## What you are asked to do
From the data below, return the exact lines starting at the line containing "filename crates/server/src/lib.rs" and ending at the line containing "Stored lead record", both included, and nothing else.

## Provided records

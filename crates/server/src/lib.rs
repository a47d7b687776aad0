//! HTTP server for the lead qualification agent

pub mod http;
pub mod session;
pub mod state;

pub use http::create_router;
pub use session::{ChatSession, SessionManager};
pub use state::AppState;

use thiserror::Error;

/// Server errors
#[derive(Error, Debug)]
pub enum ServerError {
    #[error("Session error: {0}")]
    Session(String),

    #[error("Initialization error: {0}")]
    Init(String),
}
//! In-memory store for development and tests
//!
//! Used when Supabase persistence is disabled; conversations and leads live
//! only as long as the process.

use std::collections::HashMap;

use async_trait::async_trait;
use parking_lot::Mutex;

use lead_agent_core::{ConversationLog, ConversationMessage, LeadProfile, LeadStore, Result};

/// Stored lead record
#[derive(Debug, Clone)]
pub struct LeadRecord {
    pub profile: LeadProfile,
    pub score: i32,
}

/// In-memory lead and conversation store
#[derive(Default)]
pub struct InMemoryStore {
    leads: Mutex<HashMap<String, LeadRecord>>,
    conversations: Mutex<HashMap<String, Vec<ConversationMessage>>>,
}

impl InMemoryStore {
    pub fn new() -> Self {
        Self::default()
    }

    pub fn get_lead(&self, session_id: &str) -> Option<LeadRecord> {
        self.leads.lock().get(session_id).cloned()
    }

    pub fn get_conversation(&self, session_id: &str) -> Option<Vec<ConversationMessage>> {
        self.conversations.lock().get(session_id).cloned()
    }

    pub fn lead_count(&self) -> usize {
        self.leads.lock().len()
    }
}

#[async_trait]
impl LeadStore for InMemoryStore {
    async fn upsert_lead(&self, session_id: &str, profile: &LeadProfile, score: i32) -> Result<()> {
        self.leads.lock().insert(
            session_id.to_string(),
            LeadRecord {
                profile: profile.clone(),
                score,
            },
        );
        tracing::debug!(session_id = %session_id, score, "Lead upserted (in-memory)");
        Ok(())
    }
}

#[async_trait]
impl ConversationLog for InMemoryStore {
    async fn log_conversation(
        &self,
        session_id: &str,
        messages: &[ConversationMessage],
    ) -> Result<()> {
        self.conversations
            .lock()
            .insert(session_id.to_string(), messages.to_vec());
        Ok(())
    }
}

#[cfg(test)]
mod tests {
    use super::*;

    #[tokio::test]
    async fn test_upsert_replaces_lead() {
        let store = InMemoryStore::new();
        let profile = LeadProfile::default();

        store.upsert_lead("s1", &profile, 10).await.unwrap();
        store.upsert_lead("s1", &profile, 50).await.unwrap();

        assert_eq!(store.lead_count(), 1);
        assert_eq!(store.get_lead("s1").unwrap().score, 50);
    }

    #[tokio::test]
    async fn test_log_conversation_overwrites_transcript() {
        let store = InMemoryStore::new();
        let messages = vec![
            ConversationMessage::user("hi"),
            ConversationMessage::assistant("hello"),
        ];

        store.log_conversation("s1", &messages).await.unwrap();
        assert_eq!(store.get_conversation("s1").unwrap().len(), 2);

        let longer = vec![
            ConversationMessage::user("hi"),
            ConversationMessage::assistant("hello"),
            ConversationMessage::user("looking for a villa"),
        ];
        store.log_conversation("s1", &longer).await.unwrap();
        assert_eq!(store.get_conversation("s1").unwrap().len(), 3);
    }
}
* * *
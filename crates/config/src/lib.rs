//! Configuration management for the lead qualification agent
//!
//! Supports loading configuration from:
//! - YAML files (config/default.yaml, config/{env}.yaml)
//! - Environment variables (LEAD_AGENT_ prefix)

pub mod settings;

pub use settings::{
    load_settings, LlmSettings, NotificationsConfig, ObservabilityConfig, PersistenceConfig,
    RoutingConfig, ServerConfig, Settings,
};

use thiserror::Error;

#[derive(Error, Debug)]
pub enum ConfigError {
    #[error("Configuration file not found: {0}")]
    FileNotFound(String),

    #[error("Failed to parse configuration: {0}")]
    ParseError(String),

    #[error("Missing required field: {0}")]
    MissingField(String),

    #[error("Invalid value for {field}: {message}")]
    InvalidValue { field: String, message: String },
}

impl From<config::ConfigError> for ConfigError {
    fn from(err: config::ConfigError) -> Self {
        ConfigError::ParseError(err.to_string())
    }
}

## Response
filename crates/server/src/lib.rs
repository a47d7b687776aad0
//! HTTP server for the lead qualification agent

pub mod http;
pub mod session;
pub mod state;

pub use http::create_router;
pub use session::{ChatSession, SessionManager};
pub use state::AppState;

use thiserror::Error;

/// Server errors
#[derive(Error, Debug)]
pub enum ServerError {
    #[error("Session error: {0}")]
    Session(String),

    #[error("Initialization error: {0}")]
    Init(String),
}
//! In-memory store for development and tests
//!
//! Used when Supabase persistence is disabled; conversations and leads live
//! only as long as the process.

use std::collections::HashMap;

use async_trait::async_trait;
use parking_lot::Mutex;

use lead_agent_core::{ConversationLog, ConversationMessage, LeadProfile, LeadStore, Result};

/// Stored lead record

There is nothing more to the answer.